Rogue Trader Genestealer Cults. Credit: Games Workshop
It took Games Workshop a while to get Genestealer Cults right - as an insurgent force, they're lore-wise not particularly suited to the Warhammer 40,000 universe, where it doesn't make a ton of sense to have a handful untrained workers with rock saws facing down Space Marines. But with the release of 8th edition and its Keywords system and the addition of the Brood Brothers rules, players are now able to make forces that combine Genestealer cults, Tyranid Hive Fleets, and corrupted Imperial Guard to represent Cult forces at the height of their powers, while also giving Genestealer Cults players a wide variety of options without having to create units for the army that don't make sense. Unlike most Tyranids, Genestealers possess a high level of intelligence and are able to think and act for themselves. The largest and most advanced of these are Genestealer Patriarchs, powerful psychic entities with a connection to the Hive Mind that allows them to maintain control over its brood. As they increase in power and age, they become powerful psychic beacons for the Hive Mind, drawing them to the most vulnerable worlds. A Genestealer Patriarch will usually be assisted by a Cult Magus, a powerful psychic Genestealer 4th-generation Hybrid capable of infiltrating society proper and representing the cult as a public spokesperson, something a big gross alien monster can't really do.
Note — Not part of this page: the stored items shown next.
//! The instruction catalog and its dispatch tables.
//!
//! Dispatch maps (mode, f, j, a) to exactly one [`Function`], or to
//! nothing - which the processor turns into an invalid-instruction
//! interrupt with reason "undefined function code". The catalog is
//! closed and versioned: adding an opcode is an explicit change here and
//! in the execution match, never inferred at runtime.

use parse_display::Display;

use crate::instruction::InstructionWord;

/// One instruction behavior. Variant names are the architectural
/// mnemonics.
#[derive(Debug, Display, Clone, Copy, PartialEq, Eq)]
#[display(style = "UPPERCASE")]
#[allow(clippy::upper_case_acronyms)]
pub enum Function {
    //  loads
    LA, LNA, LMA, LNMA, LR, LX, LXI, LXM, DL, DLN, DLM,
    //  stores
    SA, SNA, SMA, SR, SX, DS, SZ, SNZ, SP1, SN1, SFS, SFZ, SAS, SAZ,
    //  fixed-point arithmetic
    AA, ANA, AMA, ANMA, AU, ANU, AX, ANX, MI, MSI, MF, DI, DSF, DF,
    DA, DAN, AH, ANH, AT, ANT, ADD1, SUB1, INC, DEC, INC2, DEC2, ENZ,
    //  logical
    OR, XOR, AND, MLU,
    //  shifts
    SSC, DSC, SSL, DSL, SSA, DSA, LSC, LSSC, LSSL,
    //  tests
    TEP, TOP, TLEM, TZ, TNZ, TE, TNE, TLE, TG, TW, TNW, TP, TN, DTE,
    TNOP, TGZ, TPZ, TMZ, TMZG, TNLZ, TLZ, TPZL, TNMZ, TNPZ, TNGZ, TSKP,
    //  conditional jumps
    JZ, JNZ, JP, JN, JPS, JNS, JB, JNB, JMGI, JGD,
    JO, JNO, JFU, JNFU, JFO, JNFO, JDF, JNDF, JC, JNC, DJZ,
    //  unconditional jumps, halts
    J, SLJ, LMJ, HLTJ, NOP, HALT,
    //  test-and-set
    TS, TSS, TCS,
    //  bank management
    LBU, LBE, LBED, SBED, LBUD, SBUD,
    //  system control
    SPID, SYSC, ER, IAR, SGNL,
}

impl Function {
    /// The privilege floor: the largest (least privileged) processor
    /// privilege allowed to execute this instruction. Violations raise
    /// invalid-instruction with reason "invalid processor privilege"
    /// before any operand is touched.
    #[must_use]
    pub fn privilege_floor(self) -> u8 {
        match self {
            Function::LBE
            | Function::LBED
            | Function::SBED
            | Function::LBUD
            | Function::SBUD
            | Function::HLTJ
            | Function::HALT
            | Function::IAR
            | Function::SGNL => 0,

            Function::SPID | Function::SYSC => 2,

            _ => 3,
        }
    }
}

/// Resolves an instruction word to its behavior, honoring the
/// basic/extended mode split of the opcode space.
#[must_use]
#[allow(clippy::too_many_lines)]
pub fn lookup(word: InstructionWord, basic_mode: bool) -> Option<Function> {
    use Function as F;

    let j = word.j();
    let a = word.a();

    match word.f() {
        0o01 => Some(F::SA),
        0o02 => Some(F::SNA),
        0o03 => Some(F::SMA),
        0o04 => Some(F::SR),
        0o05 => match a {
            0o00 => Some(F::SZ),
            0o01 => Some(F::SNZ),
            0o02 => Some(F::SP1),
            0o03 => Some(F::SN1),
            0o04 => Some(F::SFS),
            0o05 => Some(F::SFZ),
            0o06 => Some(F::SAS),
            0o07 => Some(F::SAZ),
            0o10 => Some(F::INC),
            0o11 => Some(F::DEC),
            0o12 => Some(F::INC2),
            0o13 => Some(F::DEC2),
            0o14 => Some(F::ENZ),
            0o15 => Some(F::ADD1),
            0o16 => Some(F::SUB1),
            _ => None,
        },
        0o06 => Some(F::SX),
        0o10 => Some(F::LA),
        0o11 => Some(F::LNA),
        0o12 => Some(F::LMA),
        0o13 => Some(F::LNMA),
        0o14 => Some(F::AA),
        0o15 => Some(F::ANA),
        0o16 => Some(F::AMA),
        0o17 => Some(F::ANMA),
        0o20 => Some(F::AU),
        0o21 => Some(F::ANU),
        0o23 => Some(F::LR),
        0o24 => Some(F::AX),
        0o25 => Some(F::ANX),
        0o26 => Some(F::LXM),
        0o27 => Some(F::LX),
        0o30 => Some(F::MI),
        0o31 => Some(F::MSI),
        0o32 => Some(F::MF),
        0o34 => Some(F::DI),
        0o35 => Some(F::DSF),
        0o36 => Some(F::DF),
        0o40 => Some(F::OR),
        0o41 => Some(F::XOR),
        0o42 => Some(F::AND),
        0o43 => Some(F::MLU),
        0o44 => Some(F::TEP),
        0o45 => Some(F::TOP),
        0o46 => Some(F::LXI),
        0o47 => Some(F::TLEM),
        0o50 => {
            if basic_mode {
                Some(F::TZ)
            } else {
                //  the extended-mode test family selects on the a-field
                match a {
                    0o00 => Some(F::TNOP),
                    0o01 => Some(F::TGZ),
                    0o02 => Some(F::TPZ),
                    0o03 => Some(F::TP),
                    0o04 => Some(F::TMZ),
                    0o05 => Some(F::TMZG),
                    0o06 => Some(F::TZ),
                    0o07 => Some(F::TNLZ),
                    0o10 => Some(F::TLZ),
                    0o11 => Some(F::TNZ),
                    0o12 => Some(F::TPZL),
                    0o13 => Some(F::TNMZ),
                    0o14 => Some(F::TN),
                    0o15 => Some(F::TNPZ),
                    0o16 => Some(F::TNGZ),
                    0o17 => Some(F::TSKP),
                    _ => None,
                }
            }
        }
        0o51 => basic_mode.then_some(F::TNZ),
        0o52 => Some(F::TE),
        0o53 => Some(F::TNE),
        0o54 => Some(F::TLE),
        0o55 => Some(F::TG),
        0o56 => Some(F::TW),
        0o57 => Some(F::TNW),
        0o60 => basic_mode.then_some(F::TP),
        0o61 => basic_mode.then_some(F::TN),
        0o70 => Some(F::JGD),
        0o71 => match j {
            0o10 => Some(F::DA),
            0o11 => Some(F::DAN),
            0o12 => Some(F::DS),
            0o13 => Some(F::DL),
            0o14 => Some(F::DLN),
            0o15 => Some(F::DLM),
            0o16 => Some(F::DJZ),
            0o17 => Some(F::DTE),
            _ => None,
        },
        0o72 => match j {
            0o01 => basic_mode.then_some(F::SLJ),
            0o02 => Some(F::JPS),
            0o03 => Some(F::JNS),
            0o04 => Some(F::AH),
            0o05 => Some(F::ANH),
            0o06 => Some(F::AT),
            0o07 => Some(F::ANT),
            0o11 => basic_mode.then_some(F::ER),
            _ => None,
        },
        0o73 => match j {
            0o00 => Some(F::SSC),
            0o01 => Some(F::DSC),
            0o02 => Some(F::SSL),
            0o03 => Some(F::DSL),
            0o04 => Some(F::SSA),
            0o05 => Some(F::DSA),
            0o06 => Some(F::LSC),
            0o10 => Some(F::LSSC),
            0o12 => Some(F::LSSL),
            0o14 => (!basic_mode && a == 0).then_some(F::NOP),
            0o15 => match a {
                0o05 => Some(F::SPID),
                0o17 => Some(F::SGNL),
                _ => None,
            },
            0o17 => match a {
                0o00 => Some(F::TS),
                0o01 => Some(F::TSS),
                0o02 => Some(F::TCS),
                0o06 => (!basic_mode).then_some(F::IAR),
                0o12 => (!basic_mode).then_some(F::SYSC),
                _ => None,
            },
            _ => None,
        },
        0o74 => match j {
            0o00 => Some(F::JZ),
            0o01 => Some(F::JNZ),
            0o02 => Some(F::JP),
            0o03 => Some(F::JN),
            //  J and JK share 074,04 in basic mode; the key mask in the
            //  a-field is not modeled, so both jump unconditionally
            0o04 => basic_mode.then_some(F::J),
            0o05 => basic_mode.then_some(F::HLTJ),
            0o06 => basic_mode.then_some(F::NOP),
            0o10 => Some(F::JNB),
            0o11 => Some(F::JB),
            0o12 => Some(F::JMGI),
            0o13 => Some(F::LMJ),
            0o14 => match a {
                0o00 => Some(F::JO),
                0o01 => Some(F::JFU),
                0o02 => Some(F::JFO),
                0o03 => Some(F::JDF),
                0o04 => (!basic_mode).then_some(F::JC),
                0o05 => (!basic_mode).then_some(F::JNC),
                _ => None,
            },
            0o15 => match a {
                0o00 => Some(F::JNO),
                0o01 => Some(F::JNFU),
                0o02 => Some(F::JNFO),
                0o03 => Some(F::JNDF),
                0o04 => (!basic_mode).then_some(F::J),
                0o05 => Some(F::HLTJ),
                _ => None,
            },
            0o16 => basic_mode.then_some(F::JC),
            0o17 => basic_mode.then_some(F::JNC),
            _ => None,
        },
        0o75 => match j {
            0o00 => Some(F::LBU),
            0o03 => Some(F::LBE),
            0o04 => Some(F::SBED),
            0o05 => Some(F::LBED),
            0o06 => Some(F::SBUD),
            0o07 => Some(F::LBUD),
            _ => None,
        },
        0o77 => (basic_mode && j == 0o17 && a == 0o17).then_some(F::HALT),
        _ => None,
    }
}

#[cfg(test)]
mod tests {
    use super::*;

    fn word(f: u64, j: u64, a: u64) -> InstructionWord {
        InstructionWord::from_fields_hiu(f, j, a, 0, 0)
    }

    #[test]
    fn dispatch_is_mode_aware() {
        assert_eq!(lookup(word(0o10, 0, 0), true), Some(Function::LA));
        assert_eq!(lookup(word(0o10, 0, 0), false), Some(Function::LA));

        //  f=050: basic TZ regardless of a; extended selects on a
        assert_eq!(lookup(word(0o50, 0, 0o05), true), Some(Function::TZ));
        assert_eq!(lookup(word(0o50, 0, 0o05), false), Some(Function::TMZG));

        //  ER is basic-only, SYSC extended-only
        assert_eq!(lookup(word(0o72, 0o11, 0), true), Some(Function::ER));
        assert_eq!(lookup(word(0o72, 0o11, 0), false), None);
        assert_eq!(lookup(word(0o73, 0o17, 0o12), false), Some(Function::SYSC));
        assert_eq!(lookup(word(0o73, 0o17, 0o12), true), None);
    }

    #[test]
    fn unassigned_codes_are_none() {
        assert_eq!(lookup(word(0o00, 0, 0), true), None);
        assert_eq!(lookup(word(0o22, 0, 0), true), None);
        assert_eq!(lookup(word(0o77, 0, 0), true), None);
        assert_eq!(lookup(word(0o05, 0, 0o17), true), None);
    }

    #[test]
    fn privilege_floors() {
        assert_eq!(Function::LA.privilege_floor(), 3);
        assert_eq!(Function::SPID.privilege_floor(), 2);
        assert_eq!(Function::LBED.privilege_floor(), 0);
        assert_eq!(Function::IAR.privilege_floor(), 0);
    }

    #[test]
    fn display_matches_mnemonic() {
        assert_eq!(Function::LA.to_string(), "LA");
        assert_eq!(Function::HLTJ.to_string(), "HLTJ");
    }
}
The old school Patriarch. Credit: BuffaloChicken
Genestealers infect a host using the "Genestealer's Kiss," where they use ovipositors to implant a "seed" into the host body, mixing the host's DNA with that of the Tyranid genome, altering the host on both a physical and mental level. They become subservient to the Genestealer's brood and become driven to procreate, giving birth to hybrid monstrosities that are further driven to procreate. These offspring are also subservient to the brood and its Patriarch, and will dedicate themselves to spreading the brood's practices of worship. As the cycle continues, future generations will more progressively resemble the host's original species, allowing the cult to infiltrate human society at every level. They frequently do so via a mix of physical infection and psychological operations, creating propaganda and messaging designed to undermine the planet's existing infrastructure. When the Tyranid Hive Fleets arrive, the planet suddenly finds itself unprepared and unable to fight back as its own forces turn on it and submit themselves in worship to the arrival of the "sky gods," who inevitably consume them all while the Genestealer Patriarch escapes to repeat the cycle once more.
Where to Read More
Genestealer Cults are some particularly interesting antagonists in the 40k fiction. They haven't really had a chance to shine as protagonists in their own right, but show up in various roles in other books as threats of varying levels. I haven't read these, but if you're interested in reading more, I've generally heard good things about the following books:
- Cult of the Warmason by CL Werner is primarily about the Sisters of Battle going up against a Genestealer Cults infestation on the shrine world of Lubentina.
- Cult of the Spiral Dawn by Peter Fehervari that looks at just how sinister and insidious the Genestealer Cults can be, following the story of some pilgrims who quickly discover some secrets that were better left hidden as they return to their Imperial Sect's world of origin.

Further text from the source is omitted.